WORK ORDER: Pull out every line below containing the word "record".

====== DATA FOR THE TASK ======

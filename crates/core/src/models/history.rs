//! Watch history, watchlist, and like models
//!
//! One `WatchHistory` row per (profile, content[, episode]) viewing event.
//! Drives the continue-watching view (incomplete, progress in an open
//! interval) and the everyone's-watching popularity count.
//!
//! ## Database schema
//!
//! ```sql
//! CREATE TABLE watch_history (
//!     id UUID PRIMARY KEY,
//!     profile_id UUID NOT NULL,
//!     content_id UUID NOT NULL REFERENCES content(id),
//!     episode_id UUID REFERENCES episodes(id),
//!     watch_duration_seconds INT NOT NULL DEFAULT 0,
//!     total_duration_seconds INT NOT NULL,
//!     progress_percentage REAL NOT NULL DEFAULT 0,
//!     is_completed BOOLEAN NOT NULL DEFAULT FALSE,
//!     watched_at TIMESTAMPTZ NOT NULL DEFAULT NOW(),
//!     -- NULLS NOT DISTINCT so movie rows (NULL episode_id) also collapse
//!     -- into a single row per profile and title; requires PostgreSQL 15+
//!     UNIQUE NULLS NOT DISTINCT (profile_id, content_id, episode_id)
//! );
//!
//! CREATE INDEX idx_watch_history_profile ON watch_history(profile_id, watched_at DESC);
//! CREATE INDEX idx_watch_history_content ON watch_history(content_id);
//!
//! CREATE TABLE watchlist (
//!     profile_id UUID NOT NULL,
//!     content_id UUID NOT NULL REFERENCES content(id),
//!     added_at TIMESTAMPTZ NOT NULL DEFAULT NOW(),
//!     PRIMARY KEY (profile_id, content_id)
//! );
//!
//! CREATE TABLE content_likes (
//!     profile_id UUID NOT NULL,
//!     content_id UUID NOT NULL REFERENCES content(id),
//!     liked_at TIMESTAMPTZ NOT NULL DEFAULT NOW(),
//!     PRIMARY KEY (profile_id, content_id)
//! );
//! ```

use chrono::{DateTime, Utc};
use serde::{Deserialize, Serialize};
use uuid::Uuid;

/// Progress at or above this percentage is treated as finished
pub const COMPLETION_THRESHOLD: f32 = 95.0;

/// One viewing event for a profile
///
/// `content_id` always refers to the top-level catalog record; for episodic
/// progress it is the series record and `episode_id` identifies the episode.
#[derive(Debug, Clone, PartialEq, Serialize, Deserialize)]
pub struct WatchHistory {
    pub id: Uuid,
    pub profile_id: Uuid,
    pub content_id: Uuid,
    pub episode_id: Option<Uuid>,
    pub watch_duration_seconds: i32,
    pub total_duration_seconds: i32,
    pub progress_percentage: f32,
    pub is_completed: bool,
    pub watched_at: DateTime<Utc>,
}

impl WatchHistory {
    /// True if this row belongs in the continue-watching view:
    /// strictly between 0% and the completion threshold, and not completed
    pub fn is_resumable(&self) -> bool {
        !self.is_completed
            && self.progress_percentage > 0.0
            && self.progress_percentage < COMPLETION_THRESHOLD
    }
}

/// Watchlist membership: unique (profile, content) pair
#[derive(Debug, Clone, PartialEq, Eq, Serialize, Deserialize)]
pub struct WatchlistEntry {
    pub profile_id: Uuid,
    pub content_id: Uuid,
    pub added_at: DateTime<Utc>,
}

/// Like membership: unique (profile, content) pair
#[derive(Debug, Clone, PartialEq, Eq, Serialize, Deserialize)]
pub struct ContentLike {
    pub profile_id: Uuid,
    pub content_id: Uuid,
    pub liked_at: DateTime<Utc>,
}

======

RESULT FOR THIS TASK:
/// `content_id` always refers to the top-level catalog record; for episodic
/// progress it is the series record and `episode_id` identifies the episode.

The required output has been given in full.